The Pakistani high court in Peshawar evidently agreed with Khan in a ruling handed down last Thursday. Chief Justice Dost Muhammad Khan cast a keen and clinical eye over the use by the U.S. of drones in Pakistani tribal areas, making various observations that should prompt concern from the drone lobby in Washington.

The case arose because of a suit brought by Shahzad Akbar of the Foundation for Fundamental Rights (FFR) on behalf of families of victims killed in a U.S. drone strike on March 17, 2011. More than 50 died in that particular attack. Local leaders who had gathered to discuss problems associated with a chromite mine perished. For the Chief Justice, the strikes “are absolutely illegal and a blatant violation of sovereignty of the state of Pakistan.” They amounted to war crimes at international law. There had been no evidence that General Pervez Musharraf had given the green light for their deployment when in power, nor was it a legitimate entitlement for a government to allow the killing of its own citizens without due democratic process.

The response of drones was also markedly disproportionate. Self-defense could hardly be a solid basis for killing 3000 Pakistanis given that “not a single… terror incident… anywhere in the USA” stemmed from Pakistan since the “global war on terror” was declared.

The justice’s recommendations proved dramatic: taking the grievance to the U.N., either through the Security Council or the General Assembly, getting a favourable outcome, that, if not complied with, would see a severance of “all ties with the USA and as a mark of protest deny all logistic and other facilities to the USA within Pakistan.”

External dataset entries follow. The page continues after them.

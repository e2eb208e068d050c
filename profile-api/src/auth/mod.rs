mod backend;
mod extractor;
mod router;

pub use backend::AuthBackend;
pub use backend::AuthSession;
pub use extractor::{AdminUser, AuthUser};
pub use router::router;
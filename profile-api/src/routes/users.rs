use axum::{
    extract::{DefaultBodyLimit, Multipart, Path, State},
    http::StatusCode,
    routing::post,
    Router,
};
use tracing::instrument;

use crate::{app_state::AppState, auth::AdminUser, domain::models::UserId, routes::ApiError};

// Allow multipart overhead while keeping the actual avatar payload
// policy at 5 MiB.
const AVATAR_UPLOAD_BODY_LIMIT: usize = 6 * 1024 * 1024;

pub fn router() -> Router<AppState> {
    Router::new()
        .route(
            "/:user_id/avatar",
            post(upload_user_avatar).delete(delete_user_avatar),
        )
        .route_layer(DefaultBodyLimit::max(AVATAR_UPLOAD_BODY_LIMIT))
}

/// Admin-only removal of a user's avatar. The blob delete is best-effort
/// inside the service; the directory reference is always cleared.
#[instrument(name = "DELETE /users/:user_id/avatar", skip(admin, app_state))]
async fn delete_user_avatar(
    admin: AdminUser,
    State(app_state): State<AppState>,
    Path(user_id): Path<String>,
) -> Result<StatusCode, ApiError> {
    let user_id = UserId::from(user_id);
    app_state.avatar_service.remove_avatar(&user_id).await?;

    tracing::info!("Admin {} removed avatar of user {}", admin.id, user_id);
    Ok(StatusCode::NO_CONTENT)
}

#[instrument(name = "POST /users/:user_id/avatar", skip(admin, app_state, multipart))]
async fn upload_user_avatar(
    admin: AdminUser,
    State(app_state): State<AppState>,
    Path(user_id): Path<String>,
    mut multipart: Multipart,
) -> Result<StatusCode, ApiError> {
    let (image, content_type) = extract_image_from_multipart(&mut multipart).await?;

    let user_id = UserId::from(user_id);
    app_state
        .avatar_service
        .upload_avatar(&user_id, image, content_type)
        .await?;

    tracing::info!("Admin {} uploaded avatar for user {}", admin.id, user_id);
    Ok(StatusCode::NO_CONTENT)
}

async fn extract_image_from_multipart(
    multipart: &mut Multipart,
) -> Result<(Vec<u8>, Option<String>), ApiError> {
    while let Some(field) = multipart
        .next_field()
        .await
        .map_err(|_| ApiError::bad_request("failed to parse multipart field"))?
    {
        if field.name() != Some("avatar") {
            continue;
        }

        let content_type = field.content_type().map(str::to_string);
        let bytes = field
            .bytes()
            .await
            .map_err(|_| ApiError::bad_request("failed to read avatar payload"))?;

        return Ok((bytes.to_vec(), content_type));
    }

    Err(ApiError::bad_request("missing avatar file field"))
}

This, as it turned out, was one part of the judicial shopping list. Other recommendations touched upon the need of the Pakistani air force to shoot the drones down after making an initial warning. (Politeness can be so important.) An independent war crimes tribunal should be requested under the auspices of the U.N. via a request by the Pakistani government and “complete and full compensation for the victims’ families” arranged.

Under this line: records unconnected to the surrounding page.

pub mod postgres;
pub mod storage;
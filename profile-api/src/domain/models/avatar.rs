/// An avatar blob as read back from storage, ready to serve.
#[derive(Debug, Clone, PartialEq, Eq)]
pub struct AvatarBlob {
    pub bytes: Vec<u8>,
    pub mime_type: String,
}

impl AvatarBlob {
    pub fn new(bytes: Vec<u8>, mime_type: impl Into<String>) -> Self {
        Self {
            bytes,
            mime_type: mime_type.into(),
        }
    }
}
use async_trait::async_trait;

use crate::domain::{
    models::{AvatarBlob, UserId},
    AvatarError,
};

#[async_trait]
pub trait AvatarService: Send + Sync + 'static {
    /// Remove a user's avatar: best-effort blob deletion followed by a
    /// guaranteed clear of the directory reference.
    async fn remove_avatar(&self, user_id: &UserId) -> Result<(), AvatarError>;

    async fn upload_avatar(
        &self,
        user_id: &UserId,
        image: Vec<u8>,
        content_type: Option<String>,
    ) -> Result<(), AvatarError>;

    /// Read a stored avatar blob by filename for serving.
    async fn open_avatar(&self, filename: &str) -> Result<AvatarBlob, AvatarError>;
}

The judgment tends to back the observations of Ben Emmerson Q.C, U.N. special rapporteur monitoring human rights in counterterrorism programs. According to Emmerson, the Pakistani authorities had never given consent of any sort for CIA strikes to be undertaken in tribal regions. “As a matter of international law the U.S. drone campaign in Pakistan is therefore being conducted without the consent of the elected representatives of the people, or the legitimate government of the state” (Salon, Mar 16).

There remains widespread suspicion that the deployment has received consent of sorts from the Pakistani intelligence services in a Faustian pact made with the CIA to eliminate the Pashtun militant Nek Muhammed, a Pakistani ally of the Taliban marked for termination by the authorities. On the announcement of Muhammed’s death in June 2004 courtesy of a Predator drone, Pakistani authorities claimed credit for an attack they never mounted (New York Times, Apr 6). A bloody conspiratorial precedent was set

Khan’s party did not get the numbers in the election needed to claim power. That honour fell to the “tiger”, former Pakistani Prime Minister Nawaz Sharif, who declared victory on Saturday as leader of the Pakistan Muslim League (PML-N) party. In what was a first for the struggling 65-year old state, one civilian government completed a full term for another to take over. Encouragingly, the anti-drone stance was also adopted by Sharif’s PML-N, though the tides of Pakistani-U.S. relations tend to be inscrutable. Either spineless capitulation or robust defiance are on the cards, and if we are lucky, a mixture of both.